Semantic Model Inference
When AST nodes are created during the parsing of a document, they are given a type. The language grammar dictates the shape of those types and how they might be related to each other. All types form the semantic model of your language. There are two ways by which Langium derives semantic model types from the grammar, by inference and by declaration.
Inference is the default behavior in Langium. During the generation of the semantic model types, Langium infers the possible types directly from the grammar rules. While this is a powerful approach for simple languages and prototypes, it is not recommended for more mature languages since minimal changes in the grammar can easily lead to breaking changes.

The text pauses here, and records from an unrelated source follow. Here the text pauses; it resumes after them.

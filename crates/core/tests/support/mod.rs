//! Shared test helpers for `daybrief-core` integration tests.
//!
//! Lightweight in-memory implementations of every port so the bot tests can
//! focus on behaviour instead of boilerplate.

#![allow(dead_code)]

use std::collections::HashMap;
use std::sync::{Arc, Mutex};

use async_trait::async_trait;
use chrono::NaiveDate;
use daybrief_core::{
    CalendarProvider, Clock, ConversationRepository, MessagingGateway, TokenExchanger,
};
use daybrief_domain::{
    CalendarEvent, CalendarFetchError, Conversation, DayWindow, MessagingError, OutboundMessage,
    Result as DomainResult, TokenExchangeError,
};

/// In-memory `ConversationRepository`.
#[derive(Default, Clone)]
pub struct InMemoryConversations {
    rows: Arc<Mutex<HashMap<String, Conversation>>>,
}

impl InMemoryConversations {
    pub fn with(conversation: Conversation) -> Self {
        let repo = Self::default();
        repo.rows.lock().unwrap().insert(conversation.id.clone(), conversation);
        repo
    }

    pub fn verifier(&self, id: &str) -> Option<String> {
        self.rows.lock().unwrap().get(id).and_then(|c| c.code_verifier.clone())
    }

    pub fn contains(&self, id: &str) -> bool {
        self.rows.lock().unwrap().contains_key(id)
    }
}

#[async_trait]
impl ConversationRepository for InMemoryConversations {
    async fn get(&self, id: &str) -> DomainResult<Option<Conversation>> {
        Ok(self.rows.lock().unwrap().get(id).cloned())
    }

    async fn upsert(&self, conversation: Conversation) -> DomainResult<()> {
        self.rows.lock().unwrap().insert(conversation.id.clone(), conversation);
        Ok(())
    }

    async fn insert_if_absent(&self, id: &str) -> DomainResult<()> {
        self.rows
            .lock()
            .unwrap()
            .entry(id.to_owned())
            .or_insert_with(|| Conversation::new(id));
        Ok(())
    }
}

/// Records every message handed to the gateway; optionally fails from the
/// n-th send on.
#[derive(Default, Clone)]
pub struct RecordingGateway {
    sent: Arc<Mutex<Vec<(String, OutboundMessage)>>>,
    fail_from: Option<usize>,
}

impl RecordingGateway {
    pub fn failing_from(index: usize) -> Self {
        Self { fail_from: Some(index), ..Self::default() }
    }

    pub fn sent(&self) -> Vec<(String, OutboundMessage)> {
        self.sent.lock().unwrap().clone()
    }

    pub fn texts(&self) -> Vec<String> {
        self.sent().into_iter().map(|(_, m)| m.text).collect()
    }
}

#[async_trait]
impl MessagingGateway for RecordingGateway {
    async fn send_with_typing_indicator(
        &self,
        conversation_id: &str,
        message: &OutboundMessage,
    ) -> Result<(), MessagingError> {
        let mut sent = self.sent.lock().unwrap();
        if self.fail_from.is_some_and(|n| sent.len() >= n) {
            return Err(MessagingError::Api { status: 503, body: "unavailable".into() });
        }
        sent.push((conversation_id.to_string(), message.clone()));
        Ok(())
    }
}

/// Token exchanger returning a canned result and recording its inputs.
#[derive(Clone)]
pub struct StubTokens {
    result: Result<String, TokenExchangeError>,
    calls: Arc<Mutex<Vec<(String, String, Option<String>)>>>,
}

impl StubTokens {
    pub fn ok(token: &str) -> Self {
        Self { result: Ok(token.to_string()), calls: Arc::default() }
    }

    pub fn failing(err: TokenExchangeError) -> Self {
        Self { result: Err(err), calls: Arc::default() }
    }

    pub fn calls(&self) -> Vec<(String, String, Option<String>)> {
        self.calls.lock().unwrap().clone()
    }
}

#[async_trait]
impl TokenExchanger for StubTokens {
    async fn exchange_code(
        &self,
        code: &str,
        code_verifier: &str,
        redirect_uri: Option<&str>,
    ) -> Result<String, TokenExchangeError> {
        self.calls.lock().unwrap().push((
            code.to_string(),
            code_verifier.to_string(),
            redirect_uri.map(str::to_string),
        ));
        self.result.clone()
    }
}

/// Calendar returning fixed events and recording the requested windows.
#[derive(Clone)]
pub struct StubCalendar {
    result: Result<Vec<CalendarEvent>, CalendarFetchError>,
    requests: Arc<Mutex<Vec<(String, String, DayWindow)>>>,
}

impl StubCalendar {
    pub fn with_events(events: Vec<CalendarEvent>) -> Self {
        Self { result: Ok(events), requests: Arc::default() }
    }

    pub fn failing(err: CalendarFetchError) -> Self {
        Self { result: Err(err), requests: Arc::default() }
    }

    pub fn requests(&self) -> Vec<(String, String, DayWindow)> {
        self.requests.lock().unwrap().clone()
    }
}

#[async_trait]
impl CalendarProvider for StubCalendar {
    async fn list_events(
        &self,
        access_token: &str,
        calendar_id: &str,
        window: &DayWindow,
    ) -> Result<Vec<CalendarEvent>, CalendarFetchError> {
        self.requests.lock().unwrap().push((
            access_token.to_string(),
            calendar_id.to_string(),
            window.clone(),
        ));
        self.result.clone()
    }
}

/// Clock pinned to one date.
pub struct FixedClock(pub NaiveDate);

impl Clock for FixedClock {
    fn today(&self) -> NaiveDate {
        self.0
    }
}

To minimize the chance of breaking changes, Langium introduces declared types where the semantic model types are explicitly defined by the user in the grammar via a TypeScript-like syntax.

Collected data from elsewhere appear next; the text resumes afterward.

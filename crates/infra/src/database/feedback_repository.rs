//! SQLite-backed implementation of the `FeedbackRepository` port.

use std::sync::Arc;

use async_trait::async_trait;
use daybrief_core::FeedbackRepository;
use daybrief_domain::{DaybriefError, Feedback, Result as DomainResult};
use rusqlite::{params, Row};
use tokio::task;

use super::manager::{map_sql_error, DbManager};
use crate::errors::map_join_error;

pub struct SqliteFeedbackRepository {
    db: Arc<DbManager>,
}

impl SqliteFeedbackRepository {
    pub fn new(db: Arc<DbManager>) -> Self {
        Self { db }
    }
}

#[async_trait]
impl FeedbackRepository for SqliteFeedbackRepository {
    async fn create(&self, text: &str) -> DomainResult<Feedback> {
        let db = Arc::clone(&self.db);
        let text = text.to_owned();

        task::spawn_blocking(move || -> DomainResult<Feedback> {
            let conn = db.get_connection()?;
            conn.execute("INSERT INTO feedback (text) VALUES (?1)", params![text])
                .map_err(map_sql_error)?;
            Ok(Feedback { id: conn.last_insert_rowid(), text, reviewed: false })
        })
        .await
        .map_err(map_join_error)?
    }

    async fn list_unreviewed(&self) -> DomainResult<Vec<Feedback>> {
        let db = Arc::clone(&self.db);

        task::spawn_blocking(move || -> DomainResult<Vec<Feedback>> {
            let conn = db.get_connection()?;
            let mut stmt = conn
                .prepare("SELECT id, text, reviewed FROM feedback WHERE reviewed = 0 ORDER BY id")
                .map_err(map_sql_error)?;
            let rows = stmt.query_map([], map_feedback_row).map_err(map_sql_error)?;
            rows.collect::<Result<Vec<_>, _>>().map_err(map_sql_error)
        })
        .await
        .map_err(map_join_error)?
    }

    async fn mark_reviewed(&self, id: i64) -> DomainResult<()> {
        let db = Arc::clone(&self.db);

        task::spawn_blocking(move || -> DomainResult<()> {
            let conn = db.get_connection()?;
            let updated = conn
                .execute("UPDATE feedback SET reviewed = 1 WHERE id = ?1", params![id])
                .map_err(map_sql_error)?;
            if updated == 0 {
                return Err(DaybriefError::NotFound(format!("feedback {id}")));
            }
            Ok(())
        })
        .await
        .map_err(map_join_error)?
    }
}

fn map_feedback_row(row: &Row<'_>) -> rusqlite::Result<Feedback> {
    Ok(Feedback { id: row.get(0)?, text: row.get(1)?, reviewed: row.get(2)? })
}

In the following, we detail how grammar rules shape the semantic model via inference and declaration.
Inferred types result from letting Langium infer the types of the nodes from the grammar rules. Let’s have a look at how various rules shape these type definitions:
The simplest way to write a parser rule is as follows:
X: name=ID;
With this syntax, Langium will infer the type of the node to be generated when parsing the rule. By convention, the type of the node will be named after the name of the rule, resulting in this TypeScript interface in the semantic model:
interface X extends AstNode {
name: string
}
It is also possible to control the naming of the interface by using the following syntax:
X infers MyType: name=ID;
resulting in the following interface in the semantic model:
interface MyType extends AstNode {
name: string
}
Please note that an interface X
is no longer present in the semantic model.

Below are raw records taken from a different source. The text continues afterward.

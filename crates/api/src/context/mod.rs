//! Application context - dependency injection container

use std::fs;
use std::path::Path;
use std::sync::Arc;

use daybrief_core::{
    BotService, BotSettings, CalendarProvider, ConversationRepository, MessagingGateway,
    TokenExchanger,
};
use daybrief_domain::{Config, DaybriefError, Result};
use daybrief_infra::errors::map_join_error;
use daybrief_infra::{
    BusinessMessagesGateway, DbManager, GoogleCalendarProvider, GoogleTokenClient, HttpClient,
    ServiceAccountTokenSource, SqliteConversationRepository,
};
use tracing::{info, warn};

use crate::utils::health::{ComponentHealth, HealthStatus};

/// Application context - holds all services and dependencies
pub struct AppContext {
    pub config: Config,
    pub db: Arc<DbManager>,
    pub conversations: Arc<dyn ConversationRepository>,
    pub bot: Arc<BotService>,
}

/// Outbound collaborators of the bot, swapped for fakes in tests
pub struct Services {
    pub tokens: Arc<dyn TokenExchanger>,
    pub calendar: Arc<dyn CalendarProvider>,
    pub messaging: Arc<dyn MessagingGateway>,
}

impl AppContext {
    /// Build the production context: SQLite store, Google adapters and the
    /// service-account backed messaging gateway.
    ///
    /// # Errors
    /// Fails when the database cannot be opened or migrated, or when the
    /// service-account key cannot be loaded.
    pub async fn new(config: Config) -> Result<Self> {
        let db = open_database(&config)?;

        let http = HttpClient::from_config(&config.http)?;
        let key_source =
            ServiceAccountTokenSource::from_key_file(&config.messaging.service_account_path)
                .await?;

        let services = Services {
            tokens: Arc::new(GoogleTokenClient::new(http.clone(), &config.oauth)),
            calendar: Arc::new(GoogleCalendarProvider::new(
                http.clone(),
                config.calendar.api_base.clone(),
            )),
            messaging: Arc::new(BusinessMessagesGateway::new(
                http,
                &config.messaging,
                Arc::new(key_source),
            )),
        };

        Ok(Self::with_services(config, db, services))
    }

    /// Assemble a context around an already migrated database.
    pub fn with_services(config: Config, db: Arc<DbManager>, services: Services) -> Self {
        let conversations: Arc<dyn ConversationRepository> =
            Arc::new(SqliteConversationRepository::new(Arc::clone(&db)));

        let settings = BotSettings::new(&config.oauth.client_id, &config.calendar.utc_offset);
        let bot = Arc::new(BotService::new(
            Arc::clone(&conversations),
            services.tokens,
            services.calendar,
            services.messaging,
            settings,
        ));

        info!(db_path = %db.path().display(), "app_context_initialized");
        Self { config, db, conversations, bot }
    }

    /// Check the health of the context's components.
    ///
    /// The database is probed with a query; the OAuth client only needs its
    /// credentials to be present.
    pub async fn health_check(&self) -> HealthStatus {
        let mut status = HealthStatus::new().add_component(self.check_database_health().await);

        status = status.add_component(if self.config.oauth.is_complete() {
            ComponentHealth::healthy("oauth_client")
        } else {
            ComponentHealth::unhealthy("oauth_client", "client id or secret missing")
        });

        status.calculate_score();
        status
    }

    async fn check_database_health(&self) -> ComponentHealth {
        let db = Arc::clone(&self.db);
        let result = tokio::task::spawn_blocking(move || db.health_check())
            .await
            .map_err(map_join_error)
            .and_then(|inner| inner);

        match result {
            Ok(()) => ComponentHealth::healthy("database"),
            Err(err) => {
                warn!(error = %err, "database_health_check_failed");
                ComponentHealth::unhealthy("database", err.to_string())
            }
        }
    }
}

/// Open the configured database, creating its directory, and migrate it.
///
/// # Errors
/// `DaybriefError::Database` when the directory, pool or schema fails.
pub fn open_database(config: &Config) -> Result<Arc<DbManager>> {
    let path = Path::new(&config.database.path);
    if let Some(parent) = path.parent().filter(|p| !p.as_os_str().is_empty()) {
        fs::create_dir_all(parent).map_err(|e| {
            DaybriefError::Database(format!(
                "failed to create database directory {}: {e}",
                parent.display()
            ))
        })?;
    }

    let db = DbManager::new(path, config.database.pool_size)?;
    db.run_migrations()?;
    Ok(Arc::new(db))
}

It is important to understand that the name of the parser rule and the name of the type it infers work on two separate abstraction levels. The name of the parser rule is used at the parsing level where types are ignored and only the parsing rule is considered, while the name of the type is used at the types level where both the type and the parser rule play a role. This means that the name of the type can be changed without affecting the parsing rules hierarchy, and that the name of the rule can be changed - if it explicitly infers or returns a given type - without affecting the semantic model.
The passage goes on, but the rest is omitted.